- Location: al-Qusoor street, Idlib, Idlib Governorate, Syria
- Date: February 18, 2019 1:30am (1st) 1:37-1:40am (2nd)
- Target: Uzbek HTS members and Syrian Civil Defense Forces
- Attack type: Car bombings
- Deaths: 24+ 16 civilians; 4+ HTS members;
- Injured: 85
- Perpetrator: Unknown

= February 2019 Idlib bombings =

On February 18, 2019, two car bombs exploded on al-Qusoor street in Idlib, Idlib Governorate, Syria, killing between 24 people including sixteen civilians, and injuring 25 others.

== Background ==
At the time of the bombings, Idlib was under the control of Hay'at Tahrir al-Sham in a wider rebel-held area, but insurgencies from the al-Qaeda-aligned Hurras al-Din and the Islamic State remained prominent in the city. A local office of the Syrian Salvation Government is located on al-Qusoor street.

== Bombings ==
The first explosive device was under a car parked outside a cafe on al-Qusoor street. It detonated at about 1:30am on February 18, allegedly targeting a post of Uzbek HTS militants. The building the car was parked next to was where these Uzbek militants and their families lived. At the time of the bombing, high-ranking Uzbek HTS militants were holding a meeting. Once Syrian Civil Defence Forces and local ambulances arrived on scene about seven to ten minutes later, a second motorcycle bomb exploded. AOAV said that the second bomb deliberately targeted medical personnel.

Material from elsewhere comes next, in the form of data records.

//! Vector similarity.

use crate::error::{RagError, Result};

/// Compute the cosine similarity between two vectors.
///
/// Both vectors must be non-empty and of equal length, otherwise
/// [`RagError::DimensionMismatch`] is returned. If either vector has zero
/// magnitude the similarity is `0.0`.
pub fn cosine_similarity(a: &[f32], b: &[f32]) -> Result<f32> {
    if a.is_empty() || a.len() != b.len() {
        return Err(RagError::DimensionMismatch { expected: a.len(), actual: b.len() });
    }

    let dot: f32 = a.iter().zip(b).map(|(x, y)| x * y).sum();
    let norm_a = magnitude(a);
    let norm_b = magnitude(b);
    if norm_a == 0.0 || norm_b == 0.0 {
        return Ok(0.0);
    }
    // Rounding can push near-parallel vectors slightly outside [-1, 1].
    Ok((dot / (norm_a * norm_b)).clamp(-1.0, 1.0))
}

fn magnitude(v: &[f32]) -> f32 {
    v.iter().map(|x| x * x).sum::<f32>().sqrt()
}
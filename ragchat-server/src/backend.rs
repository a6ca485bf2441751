//! Builds the provider, store and pipeline graph described by a [`ServerConfig`].

use std::sync::Arc;

use anyhow::{Context, bail};
use ragchat_model::openai::{
    AssistantConfig, OpenAIAssistantModel, OpenAIChatModel, OpenAIConfig,
};
use ragchat_retrieval::openai::OpenAIEmbeddingProvider;
use ragchat_retrieval::pinecone::PineconeVectorStore;
use ragchat_retrieval::qdrant::QdrantVectorStore;
use ragchat_retrieval::{
    EmbeddingProvider, InMemoryVectorStore, IngestionPipeline, RetrievalPipeline, VectorStore,
    WebTextSource,
};
use ragchat_session::{
    ContextBuilder, ConversationMode, Generator, SessionManager, SessionServices,
};
use ragchat_telemetry::SharedTraceStorage;
use tracing::info;

use crate::config::{ServerConfig, VectorBackend};
use crate::server::AppState;

fn openai_key(config: &ServerConfig) -> anyhow::Result<&str> {
    match config.openai_api_key.as_deref() {
        Some(key) => Ok(key),
        None => bail!("OPENAI_API_KEY must be set"),
    }
}

pub fn embedding_provider(config: &ServerConfig) -> anyhow::Result<Arc<dyn EmbeddingProvider>> {
    let provider = OpenAIEmbeddingProvider::new(openai_key(config)?)?
        .with_base_url(&config.openai_base_url)
        .with_model(&config.embedding_model);
    Ok(Arc::new(provider))
}

pub fn vector_store(config: &ServerConfig) -> anyhow::Result<Arc<dyn VectorStore>> {
    let store: Arc<dyn VectorStore> = match config.vector_backend {
        VectorBackend::Memory => {
            let store = InMemoryVectorStore::new();
            Arc::new(match config.vector_capacity {
                Some(capacity) => store.with_capacity(capacity),
                None => store,
            })
        }
        VectorBackend::Pinecone => {
            let settings = &config.pinecone;
            let host = settings.host.as_deref().context("PINECONE_HOST must be set")?;
            let key = settings.api_key.as_deref().context("PINECONE_API_KEY must be set")?;
            Arc::new(PineconeVectorStore::new(host, key, &settings.namespace)?)
        }
        VectorBackend::Qdrant => {
            Arc::new(QdrantVectorStore::new(&config.qdrant.url, &config.qdrant.collection)?)
        }
    };
    Ok(store)
}

pub fn generator(config: &ServerConfig) -> anyhow::Result<Generator> {
    let openai = OpenAIConfig::compatible(
        openai_key(config)?,
        &config.openai_base_url,
        &config.chat_model,
    );
    let generator = match config.conversation_mode {
        ConversationMode::History => Generator::Local(Arc::new(OpenAIChatModel::new(openai)?)),
        ConversationMode::Thread => {
            let assistant_id = config
                .assistant_id
                .as_deref()
                .context("OPENAI_ASSISTANT_ID must be set in thread mode")?;
            let model = OpenAIAssistantModel::new(openai, AssistantConfig::new(assistant_id))?;
            Generator::Remote(Arc::new(model))
        }
    };
    Ok(generator)
}

/// Wire pipelines and sessions around already constructed components.
pub fn assemble(
    config: &ServerConfig,
    provider: Arc<dyn EmbeddingProvider>,
    store: Arc<dyn VectorStore>,
    generator: Generator,
) -> anyhow::Result<AppState> {
    let ingestion = IngestionPipeline::builder()
        .config(config.rag.clone())
        .embedding_provider(provider.clone())
        .vector_store(store.clone())
        .text_source(Arc::new(WebTextSource::new()))
        .build()?;
    let retrieval = RetrievalPipeline::builder()
        .config(config.rag.clone())
        .embedding_provider(provider)
        .vector_store(store)
        .build()?;

    let ingestion = Arc::new(ingestion);
    let services = SessionServices::new(Arc::new(retrieval), generator)
        .with_ingestion(ingestion.clone())
        .with_prompt(ContextBuilder::new().with_system_instruction(&config.system_instruction));
    let sessions = SessionManager::new(services).with_capacity(config.session_capacity);
    Ok(AppState::new(sessions, ingestion))
}

/// Build the full application state from `config`.
pub fn build_state(
    config: &ServerConfig,
    traces: Option<Arc<SharedTraceStorage>>,
) -> anyhow::Result<AppState> {
    let provider = embedding_provider(config).context("embedding provider")?;
    let store = vector_store(config).context("vector store")?;
    let generator = generator(config).context("generation provider")?;
    info!(
        backend = store.backend(),
        namespace = %store.namespace(),
        generator = generator.name(),
        mode = config.conversation_mode.as_str(),
        "components wired"
    );

    let state = assemble(config, provider, store, generator)?;
    Ok(match traces {
        Some(traces) => state.with_traces(traces),
        None => state,
    })
}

The Idlib Media Center said that ten people were killed in the explosion, and several dozen more were wounded. The Syrian Observatory for Human Rights said that 16 civilians including four children were killed in the twin bombings, and over 25 more were injured. The Syrian Human Rights Committee referred to the bombings as a massacre, and seconded the 16 killed toll and mentioned 85 others were injured. Four Hay'at Tahrir al-Sham militants were killed in the bombings according to the Salvation Government. The Civil Defense Forces said one of their volunteers was wounded, and the Local Coordination Committees reported casualties. Syrians for Truth and Justice said that the 16 toll was an undercount, and many foreign HTS fighters and their families were killed in the explosion. However, hospitals did not count the number of dead fighters.

No group claimed responsibility for the attack. STJ accused the Assad regime and Islamic State of the bombing. On March 1, a third bombing at Fusion Restaurant in Idlib killed seven people, and HTS executed 10 ISIS militants in response.